—Son absence, ainsi que je vous l'ai dit, n'a eu pour but que de réfléchir plus à loisir à cette grave détermination. Dans quelques années, l'âge mûr commencera pour lui. Il est isolé... l'avenir l'inquiète... lui semble sombre, désert... Il ne m'aime plus d'amour... ainsi qu'il vous l'a dit, et il ne ment jamais: ce sentiment est mort en lui... Par cela même que je tenais une grande place dans sa vie, et que je ne l'y tiens plus, il sent le besoin de se créer des liens durables, de chercher le bonheur dans les pures affections de la famille.

—Lui!... se marier... se marier!—répéta madame de Richeville avec surprise;—et c'est à vous, à vous qu'il fait cette confidence?

—Je suis toujours son amie... ne devait-il pas m'instruire d'un projet si important?

—Sans doute... Mathilde... et pourtant vous consulter à ce sujet... vous, qu'il a tant aimée... c'est presque cruel!

—J'ai vu dans cette confidence non de la cruauté, mais de l'affection... Comme lui, j'ai froidement envisagé sa position; que voulez-vous qu'il fasse désormais? Ne trouvez-vous pas naturel qu'il songe à l'avenir?... la femme qu'il choisira ne sera-t-elle pas bien heureuse? Vous connaissez la bonté de son cœur, la noblesse de son caractère; et s'il se marie, c'est qu'il se sait capable d'assurer le bonheur de celle qu'il épousera...
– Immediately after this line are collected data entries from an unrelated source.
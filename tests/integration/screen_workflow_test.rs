//! Full screen cycles: load, row actions, mutation dispatch, refresh

mod common;

use std::time::Duration;

use atrium_app::{ScreenError, ScreenErrorKind};
use atrium_catalog::{EntityPatch, EntityType, RecordedCall, TransitionAction};
use atrium_common::RepositoryError;
use atrium_view::EmptyState;

use crate::common::{entity, resource, twelve_resources, TestScreen};

fn targets(test: &TestScreen, id: &str) -> Vec<&'static str> {
    test.screen
        .row_actions(id)
        .unwrap()
        .into_iter()
        .map(|a| a.target_status)
        .collect()
}

mod transitions {
    use super::*;

    #[test_log::test(tokio::test)]
    async fn test_affected_resource_offers_free_then_in_use() {
        let test = TestScreen::loaded(EntityType::Resource, twelve_resources()).await;
        assert_eq!(targets(&test, "res-02"), vec!["FREE", "IN_USE"]);
    }

    #[test_log::test(tokio::test)]
    async fn test_illegal_status_never_reaches_repository() {
        let test = TestScreen::loaded(EntityType::Resource, twelve_resources()).await;
        test.repo.reset();

        let err = test
            .screen
            .change_status("res-02", "PUBLISHED")
            .await
            .unwrap_err();

        assert_eq!(err.kind(), ScreenErrorKind::ValidationFailure);
        assert!(test.repo.recorded_calls().is_empty());
        assert_eq!(
            test.screen.snapshot().unwrap().error_kind,
            Some(ScreenErrorKind::ValidationFailure)
        );
    }

    #[test_log::test(tokio::test)]
    async fn test_legal_change_dispatches_then_refreshes_once() {
        let test = TestScreen::loaded(EntityType::Resource, twelve_resources()).await;
        test.repo.reset();

        test.screen.change_status("res-02", "IN_USE").await.unwrap();

        let calls = test.repo.recorded_calls();
        assert_eq!(calls.len(), 2);
        assert_eq!(
            calls[0],
            RecordedCall::ChangeStatus {
                entity_id: "res-02".to_string(),
                new_status: "IN_USE".to_string(),
            }
        );
        assert!(matches!(calls[1], RecordedCall::FetchCollection(_)));
        assert_eq!(test.status_of("res-02").as_deref(), Some("IN_USE"));
        assert_eq!(targets(&test, "res-02"), vec!["FREE"]);
    }

    #[test_log::test(tokio::test)]
    async fn test_service_runs_through_its_lifecycle() {
        let service = entity(
            "svc-1",
            EntityType::Service,
            "PLANNED",
            &[
                ("name", "Harbor tour".into()),
                ("startsAt", "2024-07-01".into()),
            ],
        );
        let test = TestScreen::loaded(EntityType::Service, vec![service]).await;

        for next in ["PUBLISHED", "ONGOING", "FINISHED"] {
            test.screen.change_status("svc-1", next).await.unwrap();
        }
        assert_eq!(test.status_of("svc-1").as_deref(), Some("FINISHED"));
        assert!(targets(&test, "svc-1").is_empty());

        let err = test
            .screen
            .change_status("svc-1", "CANCELLED")
            .await
            .unwrap_err();
        assert!(err.to_string().contains("terminal"));
    }

    #[test_log::test(tokio::test)]
    async fn test_row_actions_carry_descriptors() {
        let service = entity(
            "svc-1",
            EntityType::Service,
            "ONGOING",
            &[
                ("name", "Harbor tour".into()),
                ("startsAt", "2024-07-01".into()),
            ],
        );
        let test = TestScreen::loaded(EntityType::Service, vec![service]).await;
        let actions = test.screen.row_actions("svc-1").unwrap();

        assert_eq!(actions.len(), 2);
        assert_eq!(actions[0].target_status, "FINISHED");
        assert_eq!(actions[0].descriptor.action, TransitionAction::Finalize);
        assert_eq!(actions[1].target_status, "CANCELLED");
        assert_eq!(actions[1].descriptor.action, TransitionAction::Cancel);
        assert_ne!(
            actions[0].descriptor.icon_class,
            actions[1].descriptor.icon_class
        );
    }
}

mod failures {
    use super::*;

    #[test_log::test(tokio::test)]
    async fn test_concurrent_change_surfaces_conflict_and_refreshes() {
        let test = TestScreen::loaded(EntityType::Resource, twelve_resources()).await;
        test.repo.force_status("res-02", "FREE");

        let err = test
            .screen
            .change_status("res-02", "IN_USE")
            .await
            .unwrap_err();

        assert_eq!(err.kind(), ScreenErrorKind::MutationConflict);
        assert_eq!(test.status_of("res-02").as_deref(), Some("FREE"));
        assert_eq!(targets(&test, "res-02"), vec!["AFFECTED"]);
        assert!(!test.screen.is_busy("res-02").unwrap());
    }

    #[test_log::test(tokio::test)]
    async fn test_entity_deleted_elsewhere_is_a_conflict() {
        let test = TestScreen::loaded(EntityType::Resource, twelve_resources()).await;
        test.repo.fail_next_mutation(RepositoryError::NotFound);

        let err = test.screen.remove("res-03").await.unwrap_err();
        assert_eq!(err.kind(), ScreenErrorKind::MutationConflict);
    }

    #[test_log::test(tokio::test)]
    async fn test_generic_failure_keeps_snapshot_and_clears_busy() {
        let test = TestScreen::loaded(EntityType::Resource, twelve_resources()).await;
        test.repo.reset();
        test.repo
            .fail_next_mutation(RepositoryError::Transport("connection reset".to_string()));

        let err = test
            .screen
            .mutate("res-01", &EntityPatch::new().set("name", "Quay room"))
            .await
            .unwrap_err();

        assert_eq!(err.kind(), ScreenErrorKind::MutationFailure);
        assert_eq!(test.repo.fetch_count(), 0);
        assert!(!test.screen.is_busy("res-01").unwrap());
        assert_eq!(
            test.screen.snapshot().unwrap().empty_state,
            EmptyState::Populated
        );
    }

    #[test_log::test(tokio::test)]
    async fn test_failed_refresh_after_success_reports_fetch_failure() {
        let test = TestScreen::loaded(EntityType::Resource, twelve_resources()).await;
        test.repo
            .fail_next_fetch(RepositoryError::Transport("offline".to_string()));

        let err = test
            .screen
            .change_status("res-01", "AFFECTED")
            .await
            .unwrap_err();

        assert_eq!(err.kind(), ScreenErrorKind::FetchFailure);
        assert!(err.is_retryable());
        assert_eq!(test.screen.empty_state().unwrap(), EmptyState::Error);

        test.screen.refresh().await.unwrap();
        assert_eq!(test.status_of("res-01").as_deref(), Some("AFFECTED"));
    }
}

mod concurrency {
    use super::*;

    #[test_log::test(tokio::test)]
    async fn test_same_id_is_serialized_behind_busy_flag() {
        let test = TestScreen::loaded(EntityType::Resource, twelve_resources()).await;
        test.repo.set_latency(Duration::from_millis(20));

        let (first, second) = tokio::join!(
            test.screen.change_status("res-02", "IN_USE"),
            test.screen.change_status("res-02", "FREE"),
        );

        first.unwrap();
        assert_eq!(second, Err(ScreenError::Busy("res-02".to_string())));
        assert_eq!(test.repo.mutation_count(), 1);
        assert_eq!(test.status_of("res-02").as_deref(), Some("IN_USE"));
    }

    #[test_log::test(tokio::test)]
    async fn test_different_ids_proceed_independently() {
        let test = TestScreen::loaded(EntityType::Resource, twelve_resources()).await;
        test.repo.set_latency(Duration::from_millis(10));

        let (a, b, c) = tokio::join!(
            test.screen.change_status("res-01", "AFFECTED"),
            test.screen.change_status("res-02", "IN_USE"),
            test.screen.remove("res-03"),
        );

        a.unwrap();
        b.unwrap();
        c.unwrap();
        assert_eq!(test.repo.mutation_count(), 3);
        assert_eq!(test.status_of("res-01").as_deref(), Some("AFFECTED"));
        assert_eq!(test.status_of("res-02").as_deref(), Some("IN_USE"));
        assert_eq!(test.status_of("res-03"), None);
    }

    #[test_log::test(tokio::test)]
    async fn test_busy_flag_visible_while_in_flight() {
        let test = TestScreen::loaded(EntityType::Resource, twelve_resources()).await;
        test.repo.set_latency(Duration::from_millis(20));

        let observe = async {
            let snapshot = test.screen.snapshot().unwrap();
            snapshot
                .rows
                .iter()
                .filter(|r| r.busy)
                .map(|r| r.entity.id.clone())
                .collect::<Vec<_>>()
        };
        let (result, busy) =
            tokio::join!(test.screen.change_status("res-05", "AFFECTED"), observe);

        result.unwrap();
        assert_eq!(busy, vec!["res-05".to_string()]);
        assert!(!test.screen.is_busy("res-05").unwrap());
    }

    #[test_log::test(tokio::test)]
    async fn test_unmount_during_flight_rejects_late_response() {
        let test = TestScreen::loaded(EntityType::Resource, twelve_resources()).await;
        test.repo.set_latency(Duration::from_millis(10));

        let (result, ()) = tokio::join!(test.screen.refresh(), async {
            test.screen.unmount();
        });

        assert_eq!(result, Err(ScreenError::Unmounted));
        assert_eq!(test.screen.set_global_query("room"), Err(ScreenError::Unmounted));
    }

    #[test_log::test(tokio::test)]
    async fn test_screens_over_different_scopes_are_isolated() {
        let test = TestScreen::loaded(EntityType::Resource, twelve_resources()).await;
        test.repo.seed(
            "globex",
            [resource("gx-1", "Loft room", "room", "FREE")],
        );

        let other = atrium_app::CollectionScreen::mount(
            atrium_catalog::ScopeId::new("globex", EntityType::Resource),
            std::sync::Arc::new(test.repo.clone()),
            &atrium_view::ViewConfig::default(),
        );
        other.load().await.unwrap();
        other.set_global_query("loft").unwrap();

        assert_eq!(other.total_count().unwrap(), 1);
        assert_eq!(test.screen.total_count().unwrap(), 12);
    }
}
—Oh! je n'en doute pas... tous les liens, tous les devoirs sont sacrés pour lui.

—Eh bien! alors... pourquoi vous étonner de son désir de se marier?...

—Ah! Mathilde... il n'y avait qu'une femme digne de lui.

—Je ne pense pas tout à fait comme vous, mon amie; mais je crois que M. de Rochegune, à cause même de ses rares qualités... doit être aussi difficile à marier qu'Emma par exemple.

—Ah! Mathilde, à cette heure, je voudrais n'avoir que cette préoccupation.